*** Opening of Data extract ***

//! Tunable parameters for the cost model, the colorizer and decimation

use crate::palette::PALETTE_SIZE;
use serde::{Deserialize, Serialize};

/// Parameters of the curvature-weighted collapse cost.
///
/// The crease term between two face normals is
/// `(crease_offset - dot(n_f, n_g)) * crease_scale`, which with the
/// defaults maps parallel normals to 0 and opposite normals to 1.
#[derive(Debug, Clone, Copy, PartialEq, Serialize, Deserialize)]
#[serde(default)]
pub struct CostConfig {
    pub crease_offset: f64,
    pub crease_scale: f64,
    /// Cost given to vertices without edges. Must stay below every real
    /// cost so that isolated vertices are always selected first.
    pub isolated_vertex_cost: f64,
}

impl Default for CostConfig {
    fn default() -> Self {
        Self {
            crease_offset: 1.0,
            crease_scale: 0.5,
            isolated_vertex_cost: -0.01,
        }
    }
}

impl CostConfig {
    pub fn new() -> Self {
        Self::default()
    }

    #[must_use]
    pub fn with_crease_weights(mut self, offset: f64, scale: f64) -> Self {
        self.crease_offset = offset;
        self.crease_scale = scale;
        self
    }

    #[must_use]
    pub fn with_isolated_vertex_cost(mut self, cost: f64) -> Self {
        self.isolated_vertex_cost = cost;
        self
    }

    /// Crease term for a pair of unit normals given their dot product.
    pub fn crease(&self, dot: f64) -> f64 {
        (self.crease_offset - dot) * self.crease_scale
    }

    /// Largest value [`CostConfig::crease`] takes for unit normals.
    pub fn max_crease(&self) -> f64 {
        self.crease(-1.0).max(self.crease(1.0))
    }
}

/// What the colorizer does when every palette slot is taken by a neighbour.
#[derive(Debug, Clone, Copy, PartialEq, Eq, Default, Serialize, Deserialize)]
pub enum PaletteExhaustion {
    /// Fail with [`crate::Error::PaletteExhausted`] and leave colors untouched.
    #[default]
    Reject,
    /// Use the lowest index past the palette that no neighbour uses.
    Grow,
}

/// Parameters of the greedy face colorizer.
#[derive(Debug, Clone, Copy, PartialEq, Eq, Serialize, Deserialize)]
#[serde(default)]
pub struct ColoringConfig {
    pub palette_size: usize,
    pub exhaustion: PaletteExhaustion,
}

impl Default for ColoringConfig {
    fn default() -> Self {
        Self {
            palette_size: PALETTE_SIZE,
            exhaustion: PaletteExhaustion::Reject,
        }
    }
}

impl ColoringConfig {
    pub fn new() -> Self {
        Self::default()
    }

    #[must_use]
    pub fn with_palette_size(mut self, palette_size: usize) -> Self {
        self.palette_size = palette_size;
        self
    }

    #[must_use]
    pub fn with_exhaustion(mut self, exhaustion: PaletteExhaustion) -> Self {
        self.exhaustion = exhaustion;
        self
    }
}

/// Parameters of a decimation run.
#[derive(Debug, Clone, Copy, PartialEq, Default, Serialize, Deserialize)]
#[serde(default)]
pub struct DecimationConfig {
    /// Stop once the face count is at or below this value. Overrides the
    /// reduction ratio passed to the simplifier.
    pub target_faces: Option<usize>,
    /// Stop when the cheapest remaining collapse costs more than this.
    pub max_cost: Option<f64>,
    pub cost: CostConfig,
    pub coloring: ColoringConfig,
}

impl DecimationConfig {
    pub fn new() -> Self {
        Self::default()
    }

    /// Decimate down to `count` faces.
    #[must_use]
    pub fn with_target_faces(count: usize) -> Self {
        Self {
            target_faces: Some(count),
            ..Default::default()
        }
    }

    #[must_use]
    pub fn with_max_cost(mut self, max_cost: f64) -> Self {
        self.max_cost = Some(max_cost);
        self
    }

    #[must_use]
    pub fn with_cost(mut self, cost: CostConfig) -> Self {
        self.cost = cost;
        self
    }

    #[must_use]
    pub fn with_coloring(mut self, coloring: ColoringConfig) -> Self {
        self.coloring = coloring;
        self
    }
}

#[cfg(test)]
mod tests {
    use super::*;
    use approx::assert_relative_eq;

    #[test]
    fn test_default_crease_range() {
        let cost = CostConfig::default();
        assert_relative_eq!(cost.crease(1.0), 0.0);
        assert_relative_eq!(cost.crease(-1.0), 1.0);
        assert_relative_eq!(cost.crease(0.0), 0.5);
        assert_relative_eq!(cost.max_crease(), 1.0);
        assert!(cost.isolated_vertex_cost < 0.0);
    }

    #[test]
    fn test_builders() {
        let cost = CostConfig::new()
            .with_crease_weights(2.0, 1.0)
            .with_isolated_vertex_cost(-1.0);
        assert_relative_eq!(cost.crease(1.0), 1.0);
        assert_relative_eq!(cost.max_crease(), 3.0);

        let coloring = ColoringConfig::new()
            .with_palette_size(3)
            .with_exhaustion(PaletteExhaustion::Grow);
        assert_eq!(coloring.palette_size, 3);
        assert_eq!(coloring.exhaustion, PaletteExhaustion::Grow);

        let decimation = DecimationConfig::with_target_faces(10)
            .with_max_cost(0.5)
            .with_cost(cost)
            .with_coloring(coloring);
        assert_eq!(decimation.target_faces, Some(10));
        assert_eq!(decimation.max_cost, Some(0.5));
        assert_eq!(decimation.coloring.palette_size, 3);
    }

    #[test]
    fn test_default_coloring_uses_full_palette() {
        let coloring = ColoringConfig::default();
        assert_eq!(coloring.palette_size, PALETTE_SIZE);
        assert_eq!(coloring.exhaustion, PaletteExhaustion::Reject);
    }
}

*** Close of Data extract ***

> [What to work on]
Copy exactly the line containing "assert_eq!(decimation.coloring.palette_size, 3);" and every line after it, ending with the last line of the records above.

> [Expected output]
        assert_eq!(decimation.coloring.palette_size, 3);
    }

    #[test]
    fn test_default_coloring_uses_full_palette() {
        let coloring = ColoringConfig::default();
        assert_eq!(coloring.palette_size, PALETTE_SIZE);
        assert_eq!(coloring.exhaustion, PaletteExhaustion::Reject);
    }
}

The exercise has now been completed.